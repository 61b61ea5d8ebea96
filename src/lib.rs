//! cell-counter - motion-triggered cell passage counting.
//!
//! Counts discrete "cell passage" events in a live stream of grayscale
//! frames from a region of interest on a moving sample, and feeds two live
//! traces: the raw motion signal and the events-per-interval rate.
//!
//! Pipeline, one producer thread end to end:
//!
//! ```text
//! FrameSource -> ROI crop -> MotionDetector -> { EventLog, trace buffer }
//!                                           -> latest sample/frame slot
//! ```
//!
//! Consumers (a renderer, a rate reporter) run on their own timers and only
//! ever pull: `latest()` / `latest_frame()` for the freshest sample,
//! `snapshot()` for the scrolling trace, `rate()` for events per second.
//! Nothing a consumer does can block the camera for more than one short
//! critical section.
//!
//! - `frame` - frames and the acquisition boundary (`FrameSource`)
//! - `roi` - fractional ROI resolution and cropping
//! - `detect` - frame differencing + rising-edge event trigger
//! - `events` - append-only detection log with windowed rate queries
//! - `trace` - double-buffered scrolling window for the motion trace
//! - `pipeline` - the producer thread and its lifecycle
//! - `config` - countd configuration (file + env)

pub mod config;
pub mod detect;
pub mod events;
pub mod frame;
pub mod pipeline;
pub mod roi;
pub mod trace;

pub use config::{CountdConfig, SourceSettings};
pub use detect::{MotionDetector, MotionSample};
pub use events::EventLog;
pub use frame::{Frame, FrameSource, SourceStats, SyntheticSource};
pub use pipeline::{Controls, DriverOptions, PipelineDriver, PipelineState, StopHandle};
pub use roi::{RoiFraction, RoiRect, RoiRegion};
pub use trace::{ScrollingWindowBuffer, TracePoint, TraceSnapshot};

# # # # #

EXERCISE GOAL: From the lines above, copy those that contain the word "cell".

EXPECTED ANSWER:
//! cell-counter - motion-triggered cell passage counting.
//! Counts discrete "cell passage" events in a live stream of grayscale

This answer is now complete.